What lines below include the string "messages"? Pick them out and copy them.

Collected data
--*--
//! ReAct 主循环
//!
//! START → PLANNING → (FINISHED | ACTING) → PLANNING → … → FINISHED | 超过步数上限。
//! 第一次规划以 `Input: <input>` 为种子；此后每次 Act 得到的观察以 `Observation: <obs>` 作为下一次规划的种子。
//! 解析失败、未知工具、工具失败、LLM 失败均直接向上返回，循环本身不做重试。

use std::sync::Arc;

use async_trait::async_trait;

use crate::core::{AgentError, Executor};
use crate::llm::LlmClient;
use crate::memory::ConversationMemory;
use crate::observability::events::preview;
use crate::observability::{EngineEvent, EventSink};
use crate::react::parser::{parse_action, Directive, ACTION_LABEL};
use crate::react::prompt::{self, Example, REACT_TEMPLATE};
use crate::react::Planner;
use crate::tools::{FinishTool, Tool, ToolDispatcher, ToolRegistry, FINISH_TOOL_NAME};

/// 默认最大 Act 次数
pub const DEFAULT_MAX_ITERATIONS: usize = 8;
/// 默认上下文 token 上限
pub const DEFAULT_CONTEXT_MAX_TOKENS: usize = 3500;

/// 一次 ReAct 调用的终止结果：Finish 的参数与产生它的那次补全原文
#[derive(Debug, Clone)]
pub struct ReactOutcome {
    pub answer: String,
    pub completion: String,
}

/// ReAct 引擎：私有对话记忆 + 固定工具集
pub struct ReactEngine {
    planner: Planner,
    dispatcher: ToolDispatcher,
    tool_names: Vec<String>,
    memory: ConversationMemory,
    max_iterations: usize,
    events: EventSink,
}

/// 将 Finish 置于首位，其余工具保持原顺序
pub(crate) fn with_finish_first(finish: FinishTool, tools: &ToolRegistry) -> ToolRegistry {
    let mut registry = ToolRegistry::new();
    registry.register(finish);
    for tool in tools.tools() {
        if tool.name() != FINISH_TOOL_NAME {
            registry.register_arc(tool.clone());
        }
    }
    registry
}

impl ReactEngine {
    /// 使用默认模板与示例
    pub fn new(llm: Arc<dyn LlmClient>, tools: &ToolRegistry) -> Self {
        Self::with_examples(llm, tools, &prompt::default_examples())
    }

    pub fn with_examples(llm: Arc<dyn LlmClient>, tools: &ToolRegistry, examples: &[Example]) -> Self {
        let registry = with_finish_first(FinishTool::new(), tools);
        let system_prompt = prompt::fill(
            REACT_TEMPLATE,
            &[
                ("tools", &prompt::render_entries(&registry.tool_descriptions())),
                ("examples", &prompt::render_examples(examples)),
            ],
        );
        Self::from_parts(llm, registry, system_prompt)
    }

    /// 供 Component 引擎复用：调用方给出完整工具集（含 Finish）与已填充的 system prompt
    pub(crate) fn from_parts(llm: Arc<dyn LlmClient>, registry: ToolRegistry, system_prompt: String) -> Self {
        let tool_names = registry.tool_names();
        Self {
            planner: Planner::new(llm, system_prompt),
            dispatcher: ToolDispatcher::new(registry),
            tool_names,
            memory: ConversationMemory::new(DEFAULT_CONTEXT_MAX_TOKENS),
            max_iterations: DEFAULT_MAX_ITERATIONS,
            events: EventSink::none(),
        }
    }

    pub fn with_max_iterations(mut self, max_iterations: usize) -> Self {
        self.max_iterations = max_iterations;
        self
    }

    pub fn with_context_max_tokens(mut self, max_tokens: usize) -> Self {
        self.memory = ConversationMemory::new(max_tokens);
        self
    }

    pub fn with_events(mut self, events: EventSink) -> Self {
        self.events = events;
        self
    }

    pub fn system_prompt(&self) -> &str {
        self.planner.system_prompt()
    }

    pub fn tool_names(&self) -> &[String] {
        &self.tool_names
    }

    pub fn memory(&self) -> &ConversationMemory {
        &self.memory
    }

    pub fn max_iterations(&self) -> usize {
        self.max_iterations
    }

    /// PLAN：渲染上下文、调用 LLM、记录 (seed, completion)、解析 Action
    async fn plan(&mut self, seed: &str) -> Result<(Directive, String), AgentError> {
        let context = self.memory.build_prompt(seed);
        self.events.emit(EngineEvent::OracleCallStart {
            purpose: "plan".to_string(),
        });
        let result = self.planner.plan(&context).await;
        self.events.emit(EngineEvent::OracleCallEnd {
            purpose: "plan".to_string(),
            ok: result.is_ok(),
        });
        let completion = result?;
        self.memory.add_interaction(seed, completion.as_str());

        let directive = parse_action(&completion, &self.tool_names)
            .ok_or_else(|| AgentError::parse_failure("action", completion.as_str()))?;
        tracing::debug!(
            action = %directive.name,
            argument = %directive.argument,
            "PLAN -- parsed {}",
            ACTION_LABEL
        );
        Ok((directive, completion))
    }

    /// ACT：分发工具，观察以空输入记入对话记忆
    async fn act(&mut self, directive: &Directive) -> Result<String, AgentError> {
        tracing::debug!(tool = %directive.name, argument = %directive.argument, "ACT -- invoking tool");
        self.events.emit(EngineEvent::ToolCall {
            tool: directive.name.clone(),
            argument: directive.argument.clone(),
        });
        let observation = self
            .dispatcher
            .dispatch(&directive.name, &directive.argument)
            .await?;
        tracing::debug!(observation = %observation, "ACT -- observation");
        self.events.emit(EngineEvent::Observation {
            tool: directive.name.clone(),
            preview: preview(&observation),
        });
        self.memory.add_interaction("", observation.as_str());
        Ok(observation)
    }

    fn finished(&self, answer: String, completion: String) -> ReactOutcome {
        tracing::debug!(answer = %answer, "React -- finished");
        self.events.emit(EngineEvent::Finished {
            answer: answer.clone(),
        });
        ReactOutcome { answer, completion }
    }

    /// 运行一次完整循环，返回 Finish 结果
    pub async fn run(&mut self, input: &str) -> Result<ReactOutcome, AgentError> {
        tracing::debug!(input = %input, "Reacting to input");
        let (mut directive, mut completion) = self.plan(&format!("Input: {}", input)).await?;
        if directive.name == FINISH_TOOL_NAME {
            return Ok(self.finished(directive.argument, completion));
        }

        for iteration in 1..=self.max_iterations {
            tracing::debug!(iteration, "React -- iteration");
            self.events.emit(EngineEvent::IterationStart {
                iteration,
                max_iterations: self.max_iterations,
            });
            let observation = self.act(&directive).await?;
            (directive, completion) = self.plan(&format!("Observation: {}", observation)).await?;
            self.events.emit(EngineEvent::IterationEnd { iteration });
            if directive.name == FINISH_TOOL_NAME {
                return Ok(self.finished(directive.argument, completion));
            }
        }

        Err(AgentError::MaxIterationsExceeded(self.max_iterations))
    }

    /// 清空对话记忆；工具保留
    pub fn clear(&mut self) {
        self.memory.reset();
    }
}

#[async_trait]
impl Executor for ReactEngine {
    type Output = String;

    async fn call(&mut self, input: &str) -> Result<String, AgentError> {
        Ok(self.run(input).await?.answer)
    }

    fn reset(&mut self) {
        self.clear();
    }
}

#[cfg(test)]
mod tests {
    use super::*;
    use crate::llm::ScriptedLlmClient;
    use async_trait::async_trait;
    use std::sync::atomic::{AtomicUsize, Ordering};

    struct CountingSearch {
        calls: Arc<AtomicUsize>,
    }

    #[async_trait]
    impl Tool for CountingSearch {
        fn name(&self) -> &str {
            "Search"
        }

        fn description(&self) -> &str {
            "a search engine"
        }

        async fn invoke(&self, argument: &str) -> Result<String, String> {
            self.calls.fetch_add(1, Ordering::SeqCst);
            Ok(format!("result for {}", argument))
        }
    }

    fn engine(replies: Vec<&str>) -> (ReactEngine, Arc<ScriptedLlmClient>, Arc<AtomicUsize>) {
        let llm = Arc::new(ScriptedLlmClient::new(replies));
        let calls = Arc::new(AtomicUsize::new(0));
        let mut tools = ToolRegistry::new();
        tools.register(CountingSearch {
            calls: calls.clone(),
        });
        (ReactEngine::new(llm.clone(), &tools), llm, calls)
    }

    #[test]
    fn test_finish_is_listed_first() {
        let (engine, _, _) = engine(vec![]);
        assert_eq!(engine.tool_names(), &["Finish", "Search"]);
        assert!(engine
            .system_prompt()
            .contains("Tools:\n- Finish[Return a response to the user."));
        assert!(!engine.system_prompt().contains("{{"));
    }

    #[tokio::test]
    async fn test_immediate_finish_uses_no_tools() {
        let (mut engine, llm, calls) = engine(vec!["Thought: easy\nAction: Finish[hello]"]);
        assert_eq!(engine.call("hi").await.unwrap(), "hello");
        assert_eq!(calls.load(Ordering::SeqCst), 0);
        assert_eq!(llm.call_count(), 1);
        assert_eq!(llm.requests()[0].messages[1].content, "Input: hi");
    }

    #[tokio::test]
    async fn test_observation_seeds_next_plan() {
        let (mut engine, llm, calls) = engine(vec![
            "Thought: look it up\nAction: Search[rust]",
            "Thought: done\nAction: Finish[found it]",
        ]);
        assert_eq!(engine.call("what is rust").await.unwrap(), "found it");
        assert_eq!(calls.load(Ordering::SeqCst), 1);

        let second = &llm.requests()[1].messages[1].content;
        assert!(second.starts_with("Input: what is rust\nThought: look it up"));
        assert!(second.ends_with("result for rust\nObservation: result for rust"));

        let stored = engine.memory().interactions();
        assert_eq!(stored.len(), 3);
        assert_eq!(stored[1].input, "");
        assert_eq!(stored[1].response, "result for rust");
    }

    #[tokio::test]
    async fn test_parse_failure_carries_completion() {
        let (mut engine, _, _) = engine(vec!["I refuse to follow the format"]);
        let err = engine.call("hi").await.unwrap_err();
        assert!(matches!(
            err,
            AgentError::ParseFailure { kind: "action", ref text } if text == "I refuse to follow the format"
        ));
        // 失败前的补全已记入记忆
        assert_eq!(engine.memory().len(), 1);
    }

    #[tokio::test]
    async fn test_iteration_cap() {
        let replies = vec!["Action: Search[again]"; 4];
        let (engine, _, calls) = engine(replies);
        let mut engine = engine.with_max_iterations(3);
        let err = engine.call("loop forever").await.unwrap_err();
        assert!(matches!(err, AgentError::MaxIterationsExceeded(3)));
        assert_eq!(calls.load(Ordering::SeqCst), 3);
    }

    #[tokio::test]
    async fn test_reset_clears_memory_only() {
        let (mut engine, _, _) = engine(vec!["Action: Finish[a]", "Action: Finish[b]"]);
        engine.call("one").await.unwrap();
        engine.reset();
        engine.reset();
        assert!(engine.memory().is_empty());
        assert_eq!(engine.tool_names().len(), 2);
        assert_eq!(engine.call("two").await.unwrap(), "b");
    }

    #[tokio::test]
    async fn test_events_are_emitted() {
        let (tx, mut rx) = tokio::sync::mpsc::unbounded_channel();
        let (engine, _, _) = engine(vec!["Action: Search[x]", "Action: Finish[y]"]);
        let mut engine = engine.with_events(EventSink::new(tx));
        engine.call("q").await.unwrap();

        let mut events = Vec::new();
        while let Ok(ev) = rx.try_recv() {
            events.push(ev);
        }
        assert!(events.contains(&EngineEvent::IterationStart {
            iteration: 1,
            max_iterations: DEFAULT_MAX_ITERATIONS
        }));
        assert!(events.contains(&EngineEvent::Finished {
            answer: "y".to_string()
        }));
        assert_eq!(
            events
                .iter()
                .filter(|e| matches!(e, EngineEvent::OracleCallStart { .. }))
                .count(),
            2
        );
    }
}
--*--
**Reply to the task:**
        assert_eq!(llm.requests()[0].messages[1].content, "Input: hi");
        let second = &llm.requests()[1].messages[1].content;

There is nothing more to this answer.